_Directions_.
If a line holds the word "origin", copy it from the entries.

_Stored items_.
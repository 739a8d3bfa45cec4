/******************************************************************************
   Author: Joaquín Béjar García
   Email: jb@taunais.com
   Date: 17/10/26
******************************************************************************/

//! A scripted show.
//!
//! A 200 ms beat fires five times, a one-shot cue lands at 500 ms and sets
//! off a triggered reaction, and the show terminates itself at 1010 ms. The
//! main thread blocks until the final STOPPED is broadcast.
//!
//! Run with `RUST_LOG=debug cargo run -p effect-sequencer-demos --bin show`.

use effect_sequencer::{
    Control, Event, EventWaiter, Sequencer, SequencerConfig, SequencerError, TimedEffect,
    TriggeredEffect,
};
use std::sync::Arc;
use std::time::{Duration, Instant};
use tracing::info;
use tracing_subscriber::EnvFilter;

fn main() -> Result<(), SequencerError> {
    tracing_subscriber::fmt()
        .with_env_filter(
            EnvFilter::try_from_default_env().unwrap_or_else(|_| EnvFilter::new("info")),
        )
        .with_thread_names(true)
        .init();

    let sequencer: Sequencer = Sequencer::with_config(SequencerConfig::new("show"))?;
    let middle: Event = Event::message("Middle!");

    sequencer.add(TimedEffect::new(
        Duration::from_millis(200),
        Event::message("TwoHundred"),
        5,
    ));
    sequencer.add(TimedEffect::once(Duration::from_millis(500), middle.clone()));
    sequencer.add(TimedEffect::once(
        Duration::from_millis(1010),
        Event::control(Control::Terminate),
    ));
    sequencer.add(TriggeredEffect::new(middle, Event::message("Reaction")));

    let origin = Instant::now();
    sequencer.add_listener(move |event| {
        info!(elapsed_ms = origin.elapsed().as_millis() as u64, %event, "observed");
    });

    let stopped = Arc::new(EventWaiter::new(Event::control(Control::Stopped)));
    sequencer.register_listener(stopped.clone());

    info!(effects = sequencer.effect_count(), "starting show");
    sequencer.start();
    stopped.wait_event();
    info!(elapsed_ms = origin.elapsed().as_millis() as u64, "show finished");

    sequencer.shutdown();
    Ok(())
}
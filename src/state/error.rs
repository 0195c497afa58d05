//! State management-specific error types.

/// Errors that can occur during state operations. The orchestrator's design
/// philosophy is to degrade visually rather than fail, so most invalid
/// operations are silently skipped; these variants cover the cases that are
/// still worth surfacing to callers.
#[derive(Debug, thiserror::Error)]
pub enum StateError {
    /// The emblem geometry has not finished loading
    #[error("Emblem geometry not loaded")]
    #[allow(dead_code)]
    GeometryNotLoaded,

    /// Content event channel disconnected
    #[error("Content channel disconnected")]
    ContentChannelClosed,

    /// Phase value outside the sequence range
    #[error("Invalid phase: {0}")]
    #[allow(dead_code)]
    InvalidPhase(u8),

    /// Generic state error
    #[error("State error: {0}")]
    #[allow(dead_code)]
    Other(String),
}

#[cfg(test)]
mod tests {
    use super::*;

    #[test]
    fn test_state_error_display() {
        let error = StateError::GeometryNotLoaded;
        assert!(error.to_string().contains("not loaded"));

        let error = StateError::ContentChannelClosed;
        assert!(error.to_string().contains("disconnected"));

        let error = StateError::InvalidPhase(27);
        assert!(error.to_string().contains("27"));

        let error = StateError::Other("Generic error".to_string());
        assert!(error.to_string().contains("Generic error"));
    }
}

_Answer section_.
    let origin = Instant::now();
        info!(elapsed_ms = origin.elapsed().as_millis() as u64, %event, "observed");
    info!(elapsed_ms = origin.elapsed().as_millis() as u64, "show finished");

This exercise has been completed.